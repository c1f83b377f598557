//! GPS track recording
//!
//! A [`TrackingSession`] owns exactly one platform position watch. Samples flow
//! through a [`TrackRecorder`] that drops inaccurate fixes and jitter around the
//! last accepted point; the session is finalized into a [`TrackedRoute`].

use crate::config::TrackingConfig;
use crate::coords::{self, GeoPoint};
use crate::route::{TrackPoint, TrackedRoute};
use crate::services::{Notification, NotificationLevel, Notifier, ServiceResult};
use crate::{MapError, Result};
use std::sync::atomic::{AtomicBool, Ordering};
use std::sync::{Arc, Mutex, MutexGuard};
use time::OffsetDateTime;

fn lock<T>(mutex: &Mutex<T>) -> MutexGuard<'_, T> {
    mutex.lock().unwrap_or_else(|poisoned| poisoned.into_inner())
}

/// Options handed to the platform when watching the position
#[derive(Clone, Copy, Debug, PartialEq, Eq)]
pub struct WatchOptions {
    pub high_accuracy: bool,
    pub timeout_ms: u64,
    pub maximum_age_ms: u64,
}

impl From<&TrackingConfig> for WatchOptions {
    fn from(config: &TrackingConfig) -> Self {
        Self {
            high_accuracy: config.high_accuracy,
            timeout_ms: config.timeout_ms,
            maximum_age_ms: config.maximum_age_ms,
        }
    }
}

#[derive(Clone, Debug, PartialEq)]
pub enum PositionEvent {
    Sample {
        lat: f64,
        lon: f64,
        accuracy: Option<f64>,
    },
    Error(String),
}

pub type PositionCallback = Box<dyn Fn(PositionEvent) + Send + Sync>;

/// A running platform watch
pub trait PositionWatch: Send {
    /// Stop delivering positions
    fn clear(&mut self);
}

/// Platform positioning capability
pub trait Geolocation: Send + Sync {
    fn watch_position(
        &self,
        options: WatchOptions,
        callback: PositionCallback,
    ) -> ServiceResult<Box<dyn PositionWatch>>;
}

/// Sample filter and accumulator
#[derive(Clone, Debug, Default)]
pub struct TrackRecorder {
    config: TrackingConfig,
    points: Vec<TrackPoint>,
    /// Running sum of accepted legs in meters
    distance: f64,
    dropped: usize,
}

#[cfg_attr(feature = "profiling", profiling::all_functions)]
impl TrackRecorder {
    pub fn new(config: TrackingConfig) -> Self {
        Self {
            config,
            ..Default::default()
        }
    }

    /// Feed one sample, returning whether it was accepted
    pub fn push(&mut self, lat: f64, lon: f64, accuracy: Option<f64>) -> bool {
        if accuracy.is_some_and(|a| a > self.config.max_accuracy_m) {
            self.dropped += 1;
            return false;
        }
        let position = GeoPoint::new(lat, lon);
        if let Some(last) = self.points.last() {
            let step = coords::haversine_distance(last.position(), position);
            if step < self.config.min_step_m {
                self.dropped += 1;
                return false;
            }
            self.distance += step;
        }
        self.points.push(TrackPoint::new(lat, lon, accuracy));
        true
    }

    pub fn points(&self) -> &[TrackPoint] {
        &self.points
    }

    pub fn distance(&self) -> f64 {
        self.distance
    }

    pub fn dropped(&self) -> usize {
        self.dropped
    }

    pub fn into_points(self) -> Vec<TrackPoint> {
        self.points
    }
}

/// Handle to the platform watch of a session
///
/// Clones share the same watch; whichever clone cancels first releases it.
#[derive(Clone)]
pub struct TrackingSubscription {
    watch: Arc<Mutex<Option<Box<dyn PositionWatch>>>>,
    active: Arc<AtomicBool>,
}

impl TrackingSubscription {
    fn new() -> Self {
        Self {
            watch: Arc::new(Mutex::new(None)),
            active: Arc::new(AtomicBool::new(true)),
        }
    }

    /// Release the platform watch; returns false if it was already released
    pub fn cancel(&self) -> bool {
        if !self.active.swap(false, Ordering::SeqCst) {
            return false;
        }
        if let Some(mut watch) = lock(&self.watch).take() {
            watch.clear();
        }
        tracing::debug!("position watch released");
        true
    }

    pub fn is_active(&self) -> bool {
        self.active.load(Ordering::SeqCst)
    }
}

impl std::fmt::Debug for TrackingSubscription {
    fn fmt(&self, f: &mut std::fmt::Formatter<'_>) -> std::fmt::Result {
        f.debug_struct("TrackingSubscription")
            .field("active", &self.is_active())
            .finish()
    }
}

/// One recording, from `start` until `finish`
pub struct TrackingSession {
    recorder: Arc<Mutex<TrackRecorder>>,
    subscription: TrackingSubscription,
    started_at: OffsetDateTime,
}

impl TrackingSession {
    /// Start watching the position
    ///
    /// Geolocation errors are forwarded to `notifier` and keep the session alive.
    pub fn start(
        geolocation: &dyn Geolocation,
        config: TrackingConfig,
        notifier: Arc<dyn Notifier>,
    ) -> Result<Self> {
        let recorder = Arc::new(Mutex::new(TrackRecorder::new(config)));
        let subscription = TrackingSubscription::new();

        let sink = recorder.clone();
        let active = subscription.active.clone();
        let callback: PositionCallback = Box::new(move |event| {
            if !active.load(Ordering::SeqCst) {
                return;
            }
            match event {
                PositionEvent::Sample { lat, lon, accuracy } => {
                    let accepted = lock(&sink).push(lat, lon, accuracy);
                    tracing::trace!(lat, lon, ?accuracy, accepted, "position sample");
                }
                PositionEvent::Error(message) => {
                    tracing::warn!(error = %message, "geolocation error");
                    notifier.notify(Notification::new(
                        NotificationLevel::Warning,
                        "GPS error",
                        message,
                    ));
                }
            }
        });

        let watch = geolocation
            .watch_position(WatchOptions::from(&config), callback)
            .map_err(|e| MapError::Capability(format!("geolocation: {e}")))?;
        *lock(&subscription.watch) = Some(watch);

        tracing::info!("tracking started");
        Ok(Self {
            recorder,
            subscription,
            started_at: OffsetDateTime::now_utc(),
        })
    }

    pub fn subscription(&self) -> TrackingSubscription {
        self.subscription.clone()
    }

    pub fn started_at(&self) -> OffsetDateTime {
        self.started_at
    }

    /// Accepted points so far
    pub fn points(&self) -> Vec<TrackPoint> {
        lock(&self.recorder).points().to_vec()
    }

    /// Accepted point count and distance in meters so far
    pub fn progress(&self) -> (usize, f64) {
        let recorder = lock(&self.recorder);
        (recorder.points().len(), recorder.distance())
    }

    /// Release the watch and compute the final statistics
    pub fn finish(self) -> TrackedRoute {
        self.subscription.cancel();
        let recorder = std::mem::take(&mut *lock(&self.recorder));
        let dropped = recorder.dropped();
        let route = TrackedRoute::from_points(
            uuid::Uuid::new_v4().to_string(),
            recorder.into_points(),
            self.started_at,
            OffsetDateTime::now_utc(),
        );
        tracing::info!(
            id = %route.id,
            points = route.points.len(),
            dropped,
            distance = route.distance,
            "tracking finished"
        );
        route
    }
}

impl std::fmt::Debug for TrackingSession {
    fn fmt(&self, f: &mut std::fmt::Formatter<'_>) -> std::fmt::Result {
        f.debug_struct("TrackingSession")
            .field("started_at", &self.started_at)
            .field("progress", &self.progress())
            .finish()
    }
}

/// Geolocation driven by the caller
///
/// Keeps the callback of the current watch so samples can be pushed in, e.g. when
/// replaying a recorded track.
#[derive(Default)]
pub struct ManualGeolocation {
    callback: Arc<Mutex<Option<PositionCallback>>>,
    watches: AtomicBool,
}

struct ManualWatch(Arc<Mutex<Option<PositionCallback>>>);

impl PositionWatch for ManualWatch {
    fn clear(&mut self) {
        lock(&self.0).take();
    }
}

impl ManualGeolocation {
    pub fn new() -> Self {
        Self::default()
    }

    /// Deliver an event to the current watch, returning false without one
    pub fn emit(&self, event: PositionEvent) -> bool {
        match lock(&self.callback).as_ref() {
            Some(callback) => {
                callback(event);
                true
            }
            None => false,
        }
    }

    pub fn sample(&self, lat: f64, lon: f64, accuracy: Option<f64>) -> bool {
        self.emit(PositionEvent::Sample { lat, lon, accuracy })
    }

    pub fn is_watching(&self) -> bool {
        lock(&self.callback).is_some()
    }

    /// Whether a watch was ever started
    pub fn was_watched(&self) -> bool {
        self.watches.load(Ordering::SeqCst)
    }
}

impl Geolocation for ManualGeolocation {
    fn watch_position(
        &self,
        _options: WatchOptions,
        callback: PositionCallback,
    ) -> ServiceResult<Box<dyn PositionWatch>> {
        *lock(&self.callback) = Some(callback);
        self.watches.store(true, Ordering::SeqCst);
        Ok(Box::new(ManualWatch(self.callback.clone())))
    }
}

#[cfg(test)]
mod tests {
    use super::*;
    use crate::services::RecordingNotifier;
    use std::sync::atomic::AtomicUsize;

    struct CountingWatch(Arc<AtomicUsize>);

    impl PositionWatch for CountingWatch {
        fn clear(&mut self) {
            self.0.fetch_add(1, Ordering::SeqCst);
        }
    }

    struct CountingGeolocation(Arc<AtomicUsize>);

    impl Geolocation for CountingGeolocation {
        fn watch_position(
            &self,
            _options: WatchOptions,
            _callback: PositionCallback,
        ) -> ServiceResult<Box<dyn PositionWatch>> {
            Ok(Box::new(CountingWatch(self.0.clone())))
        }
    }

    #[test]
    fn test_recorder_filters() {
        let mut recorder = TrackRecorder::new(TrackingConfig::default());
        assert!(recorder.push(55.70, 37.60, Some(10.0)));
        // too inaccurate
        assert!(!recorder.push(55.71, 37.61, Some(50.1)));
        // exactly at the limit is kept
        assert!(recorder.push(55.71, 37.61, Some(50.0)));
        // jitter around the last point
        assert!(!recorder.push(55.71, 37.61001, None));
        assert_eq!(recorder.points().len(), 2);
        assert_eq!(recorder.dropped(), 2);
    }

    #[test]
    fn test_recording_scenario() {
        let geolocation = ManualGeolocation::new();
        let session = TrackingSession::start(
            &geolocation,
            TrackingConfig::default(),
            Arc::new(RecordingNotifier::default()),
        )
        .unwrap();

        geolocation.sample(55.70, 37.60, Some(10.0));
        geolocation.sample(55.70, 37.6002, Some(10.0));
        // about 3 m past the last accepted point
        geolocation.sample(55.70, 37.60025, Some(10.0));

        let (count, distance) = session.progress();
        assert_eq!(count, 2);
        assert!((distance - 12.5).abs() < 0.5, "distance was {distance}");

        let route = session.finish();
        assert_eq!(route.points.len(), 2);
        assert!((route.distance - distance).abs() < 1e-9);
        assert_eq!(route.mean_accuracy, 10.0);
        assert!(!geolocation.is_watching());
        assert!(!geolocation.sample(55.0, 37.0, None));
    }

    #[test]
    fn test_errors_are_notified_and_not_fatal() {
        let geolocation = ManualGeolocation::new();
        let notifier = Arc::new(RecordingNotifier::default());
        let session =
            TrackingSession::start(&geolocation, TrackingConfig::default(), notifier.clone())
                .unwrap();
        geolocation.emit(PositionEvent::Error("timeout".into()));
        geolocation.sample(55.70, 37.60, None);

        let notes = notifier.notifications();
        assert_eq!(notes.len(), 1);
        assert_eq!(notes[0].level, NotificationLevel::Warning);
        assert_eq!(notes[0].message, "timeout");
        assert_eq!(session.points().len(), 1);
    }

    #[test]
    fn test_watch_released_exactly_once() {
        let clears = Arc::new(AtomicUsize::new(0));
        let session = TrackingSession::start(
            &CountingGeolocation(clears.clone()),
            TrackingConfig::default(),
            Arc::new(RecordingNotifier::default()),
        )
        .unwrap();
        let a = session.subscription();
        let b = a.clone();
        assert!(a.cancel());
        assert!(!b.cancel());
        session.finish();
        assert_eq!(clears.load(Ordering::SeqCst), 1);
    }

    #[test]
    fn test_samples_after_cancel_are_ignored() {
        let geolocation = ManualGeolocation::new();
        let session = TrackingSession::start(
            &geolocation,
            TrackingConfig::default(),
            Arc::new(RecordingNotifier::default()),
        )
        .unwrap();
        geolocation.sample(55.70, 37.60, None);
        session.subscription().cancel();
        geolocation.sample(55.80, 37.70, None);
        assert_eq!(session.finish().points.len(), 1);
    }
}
==============================
**TASK OBJECTIVE**
Among the lines above, find those holding the word "field" and state how many there are, number only.

**REPLY**
3